Sovran Bank was a US-based regional bank that operated in Virginia between 1983 and 1990, and was the leading subsidiary of Sovran Financial Corporation. It was itself a product of a merger between First & Merchants Bank of Richmond and Virginia National Bankshares of Norfolk, both of which could trace back their history to the 1860s. In 1990, it was merged with Citizens & Southern National Bank to form C&S/Sovran Corp., which in turn merged with NCNB to form NationsBank which became Bank of America in 1998.

History

First & Merchants Bank
Richmond had no bank after the federal government had revoked charters of banks whose loyalty was questioned.
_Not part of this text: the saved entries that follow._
// Copyright 2026 the garnet authors
//
// Licensed under the Apache License, Version 2.0 (the "License");
// you may not use this file except in compliance with the License.
// You may obtain a copy of the License at
//
//     http://www.apache.org/licenses/LICENSE-2.0
//
// Unless required by applicable law or agreed to in writing, software
// distributed under the License is distributed on an "AS IS" BASIS,
// WITHOUT WARRANTIES OR CONDITIONS OF ANY KIND, either express or implied.
// See the License for the specific language governing permissions and
// limitations under the License.

//! GPU buffers.
//!
//! A buffer is a sub-allocated block of a pool-wide raw buffer, never a
//! native buffer object of its own. Dynamic buffers live in host-visible
//! memory and support discard updates: when the current block is still
//! referenced by an in-flight frame, a discard write moves the buffer to
//! a fresh block instead of stalling, bumping the generation counter so
//! resource sets re-resolve the binding. Device-local buffers upload
//! through per-frame staging memory and the frame's transfer commands.

use crate::context::GfxShared;
use crate::frame::FrameRef;
use crate::memory::{BlockRequest, BlockUsage, MemoryBlockRef};
use garnet_core::error::GfxError;
use garnet_core::memory::{BufferUsage, MemoryPropertyFlags};
use garnet_core::raw::RawBufferId;
use std::borrow::Cow;
use std::sync::{Arc, Mutex};

/// Which memory class a buffer lives in.
#[derive(Debug, Clone, Copy, PartialEq, Eq)]
pub enum MemoryLocation {
    /// Device-fast memory; writes go through a staging copy.
    DeviceLocal,
    /// Host-visible memory written directly; supports discard updates.
    Dynamic,
}

/// How an update interacts with in-flight reads of the buffer.
#[derive(Debug, Clone, Copy, PartialEq, Eq)]
pub enum WriteMode {
    /// Plain write. The caller guarantees the written range is not read
    /// by in-flight work, or accepts the race.
    Normal,
    /// Orphan the current contents: if an in-flight frame still reads the
    /// block, the buffer moves to a fresh one before writing.
    Discard,
    /// The caller promises the buffer has no in-flight readers.
    NoOverwrite,
}

struct BufferInner {
    block: MemoryBlockRef,
    raw: RawBufferId,
    /// Bumped every time a discard rotates the backing block.
    generation: u64,
}

/// A GPU buffer backed by sub-allocated pool memory.
pub struct GpuBuffer {
    shared: Arc<GfxShared>,
    size: u64,
    usage: BufferUsage,
    location: MemoryLocation,
    label: Option<Cow<'static, str>>,
    inner: Mutex<BufferInner>,
}

impl GpuBuffer {
    pub(crate) fn create(
        shared: Arc<GfxShared>,
        size: u64,
        usage: BufferUsage,
        location: MemoryLocation,
        label: Option<Cow<'static, str>>,
    ) -> Result<Self, GfxError> {
        assert!(size > 0, "a buffer cannot be empty");
        let usage = match location {
            // Device-local contents only arrive via transfer.
            MemoryLocation::DeviceLocal => usage | BufferUsage::TRANSFER_DST,
            MemoryLocation::Dynamic => usage,
        };
        let request = Self::block_request(&shared, size, usage, location);
        let block = shared.allocator.allocate_one(&request)?;
        let raw = match block.buffer() {
            Some(raw) => raw,
            None => {
                return Err(garnet_core::error::DeviceError::Backend(
                    "buffer block has no backing buffer".into(),
                )
                .into())
            }
        };
        log::trace!(
            "buffer {:?} created: {size} bytes at offset {} ({location:?})",
            label.as_deref().unwrap_or("unnamed"),
            block.offset()
        );
        Ok(Self {
            shared,
            size,
            usage,
            location,
            label,
            inner: Mutex::new(BufferInner {
                block,
                raw,
                generation: 0,
            }),
        })
    }

    fn block_request(
        shared: &GfxShared,
        size: u64,
        usage: BufferUsage,
        location: MemoryLocation,
    ) -> BlockRequest {
        let properties = match location {
            MemoryLocation::DeviceLocal => MemoryPropertyFlags::DEVICE_LOCAL,
            MemoryLocation::Dynamic => {
                MemoryPropertyFlags::HOST_VISIBLE | MemoryPropertyFlags::HOST_COHERENT
            }
        };
        // Uniform buffers carry the device's binding alignment so every
        // block offset is a valid descriptor offset.
        let align = if usage.contains(BufferUsage::UNIFORM) {
            shared.device.limits().min_uniform_offset_alignment.max(1)
        } else {
            16
        };
        BlockRequest {
            size,
            count: 1,
            align,
            usage: BlockUsage::Buffer(usage),
            properties,
            type_mask: !0,
        }
    }

    /// Writes `data` into the buffer at `offset`.
    ///
    /// Dynamic buffers are written in place; [`WriteMode::Discard`]
    /// rotates to a fresh block first when in-flight work still reads the
    /// current one. Device-local buffers stage the bytes and record a
    /// copy on the current frame's transfer stream, so a frame must be
    /// recording.
    pub fn update(&self, offset: u64, data: &[u8], mode: WriteMode) -> Result<(), GfxError> {
        assert!(
            offset + data.len() as u64 <= self.size,
            "buffer update of {} bytes at {offset} overruns size {}",
            data.len(),
            self.size
        );
        if data.is_empty() {
            return Ok(());
        }
        match self.location {
            MemoryLocation::Dynamic => self.update_dynamic(offset, data, mode),
            MemoryLocation::DeviceLocal => self.update_device_local(offset, data),
        }
    }

    fn update_dynamic(&self, offset: u64, data: &[u8], mode: WriteMode) -> Result<(), GfxError> {
        let allocator = &self.shared.allocator;
        let mut inner = self.inner.lock().unwrap();
        match mode {
            WriteMode::Discard if inner.block.is_shared() => {
                let request =
                    Self::block_request(&self.shared, self.size, self.usage, self.location);
                let fresh = allocator.allocate_one(&request)?;
                let raw = match fresh.buffer() {
                    Some(raw) => raw,
                    None => {
                        return Err(garnet_core::error::DeviceError::Backend(
                            "buffer block has no backing buffer".into(),
                        )
                        .into())
                    }
                };
                let old = std::mem::replace(&mut inner.block, fresh);
                inner.raw = raw;
                inner.generation += 1;
                log::trace!(
                    "buffer {:?} discarded to generation {}",
                    self.label.as_deref().unwrap_or("unnamed"),
                    inner.generation
                );
                allocator.free(old)?;
            }
            WriteMode::NoOverwrite => {
                debug_assert!(
                    !inner.block.is_shared(),
                    "no-overwrite update on a buffer with in-flight readers"
                );
            }
            _ => {}
        }
        allocator.write(&inner.block, offset, data)
    }

    fn update_device_local(&self, offset: u64, data: &[u8]) -> Result<(), GfxError> {
        let shared = &self.shared;
        let staging = shared.allocator.allocate_staging(data.len() as u64)?;
        shared.allocator.write(&staging.block, 0, data)?;
        let transfer = shared.frames.transfer_cb()?;
        let inner = self.inner.lock().unwrap();
        shared.device.cmd_copy_buffer(
            transfer,
            staging.buffer,
            staging.block.offset(),
            inner.raw,
            inner.block.offset() + offset,
            data.len() as u64,
        );
        shared.frames.reference(FrameRef::Memory(inner.block.clone()));
        shared.frames.track_staging(staging.block);
        Ok(())
    }

    /// Typed convenience over [`GpuBuffer::update`].
    pub fn update_pod<T: bytemuck::NoUninit>(
        &self,
        offset: u64,
        data: &[T],
        mode: WriteMode,
    ) -> Result<(), GfxError> {
        self.update(offset, bytemuck::cast_slice(data), mode)
    }

    /// The raw binding triple: pool buffer, byte offset, byte length.
    pub(crate) fn raw_binding(&self) -> (RawBufferId, u64, u64) {
        let inner = self.inner.lock().unwrap();
        (inner.raw, inner.block.offset(), self.size)
    }

    /// A clone of the current backing block handle, for frame pinning.
    pub(crate) fn block(&self) -> MemoryBlockRef {
        self.inner.lock().unwrap().block.clone()
    }

    /// Monotonic counter of backing-block rotations.
    pub(crate) fn generation(&self) -> u64 {
        self.inner.lock().unwrap().generation
    }

    /// The buffer's logical size in bytes.
    pub fn size(&self) -> u64 {
        self.size
    }

    /// The usage flags the buffer was created with.
    pub fn usage(&self) -> BufferUsage {
        self.usage
    }

    /// The memory class the buffer lives in.
    pub fn location(&self) -> MemoryLocation {
        self.location
    }

    /// The buffer's debug label, if any.
    pub fn label(&self) -> Option<&str> {
        self.label.as_deref()
    }
}

impl Drop for GpuBuffer {
    fn drop(&mut self) {
        let block = self.inner.lock().unwrap().block.clone();
        if let Err(err) = self.shared.allocator.free(block) {
            log::warn!(
                "buffer {:?} release failed: {err}",
                self.label.as_deref().unwrap_or("unnamed")
            );
        }
    }
}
So eight days after Robert E. Lee's surrender at Appomattox, the city's financial leaders started a new federally chartered bank after meeting with Hamilton G. Fant. First National Bank opened for business in the Customs House. Lee was one of the new bank's early customers.

Later it merged with National Exchange Bank and moved to 10th and Main streets. Despite the financial crises of the 1890s First National Bank had the most assets of any Richmond bank at the turn of the century (1900).<ref name=nps>"Federal, State and Local Historic Districts , National Park Service. Retrieved March 21, 2007.</ref>

National Bank of Virginia merged with First National Sept. 1, 1912.

Alfred Charles Bossom of Clinton & Russell in New York City designed Richmond's first skyscraper at 9th and Main streets, completed in downtown Richmond in 1913. BB&T later occupied the building, which is on the National Register of Historic Places.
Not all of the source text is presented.